Sloterdijk benadrukt dat deze subjectvorming (voor zover dit een psychologisch proces van socialisatie is) alleen kan slagen in een ‘sfeer’ van intimiteit, geborgenheid en veiligheid. Alleen dan durven potentiële subjecten zich open te stellen voor elkaar en kunnen zij de vereiste ‘sfeer van openheid’ creëren waarin hun constitutieve ontmoeting plaats kan vinden. Sloterdijk omschrijft sferen dan ook treffend als “broeikassen” van (inter-)subjectiviteit, waarin het “klimaat” goed genoeg is voor het groeien en bloeien van subjecten via de sterke Betrekking. Net als “sfeer” moet ook “klimaat” hier in een dubbele betekenis begrepen worden, namelijk als alternatieve term voor wereldontsluitende stemmingen (zo kunnen we bijvoorbeeld spreken van het ‘politieke klimaat’ in een land), maar ook in letterlijke zin als de atmosferische omstandigheden waarin mensen moeten leven (warmte, licht, beschutting tegen wind, regen, etc.). In beide betekenissen moet het interne klimaat van een sfeer toereikend zijn voor dialogische  subjectvorming.

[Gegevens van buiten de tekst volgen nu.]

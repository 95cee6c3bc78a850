//! Cooperative cancellation for in-flight searches.

use std::sync::Arc;

use tokio::sync::watch;

/// Clonable cancellation handle. Cancelling any clone cancels them all;
/// cancellation is sticky and cannot be undone.
#[derive(Debug, Clone)]
pub struct CancelToken {
    sender: Arc<watch::Sender<bool>>,
}

impl CancelToken {
    pub fn new() -> Self {
        let (sender, _) = watch::channel(false);
        Self {
            sender: Arc::new(sender),
        }
    }

    pub fn cancel(&self) {
        // send_replace works even when no receiver is alive.
        self.sender.send_replace(true);
    }

    pub fn is_cancelled(&self) -> bool {
        *self.sender.borrow()
    }

    /// Resolves once the token is cancelled. Resolves immediately when it
    /// already was.
    pub async fn cancelled(&self) {
        let mut receiver = self.sender.subscribe();
        loop {
            if *receiver.borrow_and_update() {
                return;
            }
            if receiver.changed().await.is_err() {
                // Sender dropped without cancelling; never resolves.
                std::future::pending::<()>().await;
            }
        }
    }
}

impl Default for CancelToken {
    fn default() -> Self {
        Self::new()
    }
}
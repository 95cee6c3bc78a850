//! A small query language for searching issues and pull requests.
//!
//! Documents hold one query per line, with `$name = ...` definitions for
//! reusable fragments. The pipeline is: lex and parse into a lossless
//! syntax tree ([`parser`]), validate qualifiers and values against the
//! built-in schema ([`analyze`]), compile each query line into search API
//! request parameters ([`compile`]), then fetch and aggregate results
//! ([`exec`]). [`Project`] ties the per-document pieces together for
//! editor-style use.
//!
//! ```
//! use issueql_lib::{analyze::SymbolTable, compile::compile_document, parser::parse};
//!
//! let (parsed, diagnostics) = parse("is:open label:bug sort:created-asc");
//! assert!(diagnostics.is_empty());
//! let (queries, _) = compile_document(&parsed.root(), &SymbolTable::new());
//! assert_eq!(queries[0].q, "is:open label:bug");
//! assert_eq!(queries[0].sort.as_deref(), Some("created"));
//! ```

pub mod analyze;
pub mod compile;
pub mod diagnostics;
pub mod exec;
pub mod parser;

mod project;


pub use analyze::{DocumentId, Schema, SymbolInfo, SymbolTable, validate};
pub use compile::{CompiledQuery, SortOrder, compile_document, compile_query};
pub use diagnostics::{DiagnosticKind, DiagnosticMessage, Diagnostics, DiagnosticsPrinter, Severity};
pub use exec::{CancelToken, CellRunner, Item, RunStatus, SearchClient};
pub use parser::{Parse, parse};
pub use project::{Document, Project};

Het goed houden van de stemming binnen een sfeer geschiedt volgens Sloterdijk via “symbolische klimaatbeheersing van de gemeenschappelijke ruimte” (Sloterdijk 2007, 37), waarmee hij doelt op de culturele wereldbeelden waarbinnen mensen de verlangde geborgenheid vinden. Sferen worden van binnenuit door de erin (op-)groeiende subjecten ervaren en geconceptualiseerd als beschermende ruimtes, variërend van de microsferen van knusse kamers en familiewoningen, via de mesosferen van natiestaten en imperiale ruimtes, tot aan de omvattendste macrosferen van kosmische proporties (bijvoorbeeld het geocentrische wereldbeeld van de premoderne tijd). In die zin benadrukt Sloterdijk dat sferen altijd producten zijn van een collectieve verbeelding, analoog aan Kants “transcendentale verbeeldingskracht” (zij het dat ook hier de ultieme agens van deze verbeelding geen “transcendentaal subject” is maar wederom het transcendentale Tussen). De neerslag van deze sferische verbeelding in de filosofie onderzoekt Sloterdijk via een fascinerende geschiedenis van de westerse metafysica.

Literatuur
-Prins, A. (2007), Uit verveling, Klement Kampen.
-Sloterdijk, P. (2007), Sferen, Band 1 (delen I en II), Boom Amsterdam.
-Sloterdijk, P. (2009), Sferen, Band 2 (deel III), Boom Amsterdam.
-Theunissen, Michael (1977), Der Andere: Studien zur Sozialontologie der Gegenwart. Walter de Gruyter, Berlin & New York.